The lack of survivors has made their task tougher than usual. So has a shortage of data from the tape-recorded cockpit conversation and the electronic record of the plane’s systems.

The evidence points to a problem with the rudder, but no one is ready to name the crash’s cause.

That infuriates Dennis Dickson of Glenwillard, whose wife was killed in the crash. ``Planes just don’t fall out of the sky,″ Dickson said.

Officially, the National Transportation Safety Board is examining all ideas, but investigators seem to have discarded three major theories, all focused on the plane’s roll to the left.

First to go was the notion of a bomb.

The bomb idea came about because Flight 427 carried an unusual passenger, drug informant Paul Olson, who spent his last day talking to federal prosecutors in Chicago. However, even with the FBI’s help, investigators failed to uncover evidence of sabotage.

Next they focused on the possibility that the jet’s right engine was accidentally thrown into reverse when its thrust reverse actuators switched on at the wrong time.

Workers at the crash site found four of the right engine’s six actuators, which are meant to slow the plane during landing. Three were in working position, two were not, and investigators now believe the impact jolted the first three on.

On to Theory No. 3: swirling air. Carl Vogt, a member of the NTSB, said another jet 4.1 miles away created a wake that could have wrested control of Flight 427 from its crew.

Norman Chigier, a professor of mechanical engineering at Carnegie Mellon University, has studied wake vortexes and says a jumbo jet’s vortex can seize planes as far as five miles away.

The vortex theory was never publicly rebutted, but it seems to have been overshadowed by the board’s current thought: It was something about the rudder.

``Everything keeps pointing to the tail,″ a source close to the investigation told the Pittsburgh Post-Gazette.

Two facts support the rudder theory:

_ A major part of the jet’s rudder system, the power-control unit, was replaced in 1993 with a rebuilt part that had been overhauled because it leaked.

_ Hydraulic fluid in the power-control unit was dirtied with tiny bits of rubber and metal.

And two pilots have come forward with stories that bolster the rudder theory. Both managed to avoid accidents in planes that behaved like Flight 427, and both times rudder problems were to blame.

John Sullivan, a pilot for United Airlines, told Aviation Daily that as a military co-pilot in 1968 or 1969, he experienced a sudden roll in a C-141.

He believes the reason his rudder controls suddenly went into reverse was a mechanic’s poor adjustment of one screw in a rudder actuator valve.

Ray Miller of Continental Airlines was flying a Boeing 737-300 in April when it rolled violently to one side, The Seattle Times reported.

The Boeing Co. found rudder problems in two places: the yaw damper that compensates for oscillations of the plane’s tail, and a rudder actuator’s power-control unit.
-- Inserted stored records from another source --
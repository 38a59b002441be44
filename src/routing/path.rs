//! Shortest-path routes towards the base station.
//!
//! Routes are computed with Dijkstra over positive link costs. Ties between
//! equal-cost paths are broken by the lexicographically smallest node
//! sequence, which makes the chosen route a pure function of the topology.

use std::cmp::Reverse;
use std::collections::{BTreeMap, BTreeSet, BinaryHeap};

use serde::{Deserialize, Serialize};

use crate::error::SimResult;
use crate::topology::{NodeId, Topology};

/// A computed route: the ordered node sequence from source to target
#[derive(Debug, Clone, PartialEq, Eq, Serialize, Deserialize)]
pub struct Route {
    nodes: Vec<NodeId>,
    cost: u64,
}

impl Route {
    /// Nodes from source to target, both included
    pub fn nodes(&self) -> &[NodeId] {
        &self.nodes
    }

    /// Sum of link weights along the route
    pub fn cost(&self) -> u64 {
        self.cost
    }

    pub fn source(&self) -> NodeId {
        self.nodes[0]
    }

    pub fn target(&self) -> NodeId {
        self.nodes[self.nodes.len() - 1]
    }

    pub fn hops(&self) -> usize {
        self.nodes.len() - 1
    }

    /// True if the route visits `node`, endpoints included
    pub fn contains(&self, node: NodeId) -> bool {
        self.nodes.contains(&node)
    }
}

/// Cheapest route from `source` to `target`, or `None` if unreachable.
///
/// Fails only if either endpoint is not in the topology.
pub fn shortest_path(topology: &Topology, source: NodeId, target: NodeId) -> SimResult<Option<Route>> {
    topology.ensure_node(source)?;
    topology.ensure_node(target)?;

    // Best tentative (cost, path) per node; heap ordered the same way
    let mut tentative: BTreeMap<NodeId, (u64, Vec<NodeId>)> = BTreeMap::new();
    let mut settled: BTreeSet<NodeId> = BTreeSet::new();
    let mut heap: BinaryHeap<Reverse<(u64, Vec<NodeId>)>> = BinaryHeap::new();

    tentative.insert(source, (0, vec![source]));
    heap.push(Reverse((0, vec![source])));

    while let Some(Reverse((cost, path))) = heap.pop() {
        let node = path[path.len() - 1];
        if !settled.insert(node) {
            continue;
        }
        if node == target {
            return Ok(Some(Route { nodes: path, cost }));
        }

        for link in topology.links(node)? {
            if settled.contains(&link.to) {
                continue;
            }
            let next_cost = cost + u64::from(link.weight);
            let mut next_path = path.clone();
            next_path.push(link.to);

            let improves = match tentative.get(&link.to) {
                Some((best_cost, best_path)) => (next_cost, &next_path) < (*best_cost, best_path),
                None => true,
            };
            if improves {
                tentative.insert(link.to, (next_cost, next_path.clone()));
                heap.push(Reverse((next_cost, next_path)));
            }
        }
    }

    Ok(None)
}

/// Routes from every sensor to one target, computed once per topology state
#[derive(Debug, Clone, PartialEq, Eq, Serialize, Deserialize)]
pub struct RouteTable {
    target: NodeId,
    sensors: usize,
    routes: BTreeMap<NodeId, Route>,
}

impl RouteTable {
    /// Compute the route of every sensor towards `target`.
    ///
    /// Sensors without any path are simply absent from the table.
    pub fn compute(topology: &Topology, target: NodeId) -> SimResult<Self> {
        topology.ensure_node(target)?;

        let mut routes = BTreeMap::new();
        let mut sensors = 0;
        for sensor in topology.sensors() {
            sensors += 1;
            if let Some(route) = shortest_path(topology, sensor, target)? {
                routes.insert(sensor, route);
            }
        }

        Ok(Self {
            target,
            sensors,
            routes,
        })
    }

    pub fn target(&self) -> NodeId {
        self.target
    }

    /// Number of sensors considered, reachable or not
    pub fn sensor_count(&self) -> usize {
        self.sensors
    }

    pub fn route(&self, sensor: NodeId) -> Option<&Route> {
        self.routes.get(&sensor)
    }

    pub fn is_reachable(&self, sensor: NodeId) -> bool {
        self.routes.contains_key(&sensor)
    }

    pub fn reachable_count(&self) -> usize {
        self.routes.len()
    }

    /// Reachable sensors with their routes, ascending by sensor id
    pub fn iter(&self) -> impl Iterator<Item = (NodeId, &Route)> + '_ {
        self.routes.iter().map(|(&id, route)| (id, route))
    }

    /// Reachable sensors whose route visits `node`
    pub fn routed_through(&self, node: NodeId) -> impl Iterator<Item = NodeId> + '_ {
        self.iter()
            .filter(move |(_, route)| route.contains(node))
            .map(|(id, _)| id)
    }
}
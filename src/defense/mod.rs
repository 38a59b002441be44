//! Detection and mitigation stages run after an attack.

pub mod ids;
pub mod mitigation;

pub use ids::{detect, DEFAULT_OUT_DEGREE_THRESHOLD};
pub use mitigation::apply_secure_routing;
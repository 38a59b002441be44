//! Sinkhole attack injection.
//!
//! A sinkhole node advertises artificially cheap routes. It is modelled by
//! rewriting the cost of every outgoing link of the attacker to the minimum
//! positive cost; edges are never added or removed.

use log::debug;
use rand::seq::IteratorRandom;
use rand::Rng;

use crate::error::{SimError, SimResult};
use crate::topology::{NodeId, Topology, Weight};

/// Cost advertised on every link of a sinkhole node
pub const SINKHOLE_ADVERTISED_COST: Weight = 1;

/// Pick the attacker uniformly among the sensors of `topology`
pub fn choose_attacker<R: Rng + ?Sized>(topology: &Topology, rng: &mut R) -> SimResult<NodeId> {
    topology.sensors().choose(rng).ok_or(SimError::NoSensors)
}

/// Turn `attacker` into a sinkhole. Applying it twice is a no-op.
pub fn inject_sinkhole(topology: &mut Topology, attacker: NodeId) -> SimResult<()> {
    topology.ensure_sensor(attacker)?;
    for link in topology.links_mut(attacker)? {
        if link.weight != SINKHOLE_ADVERTISED_COST {
            debug!(
                "Sinkhole {} advertises {} -> {} at cost {} (was {})",
                attacker, attacker, link.to, SINKHOLE_ADVERTISED_COST, link.weight
            );
            link.weight = SINKHOLE_ADVERTISED_COST;
        }
    }
    Ok(())
}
Even without any definitive answers, lawyers for bereaved families are heading to court with assertions that USAir, Boeing, or some combination of the two is at fault.

Meggs, who travels to or from New York every month, sees similarities between what happened to Flight 427 and a flight he was once on that dived toward the ocean for at least three seconds.

The culprit in that fright was a malfunctioning autopilot, and he wonders if the same thing may have sent Flight 427 hurtling to earth.

Meantime, he’s taking Amtrak more lately. And when he flies, he flies American Airlines.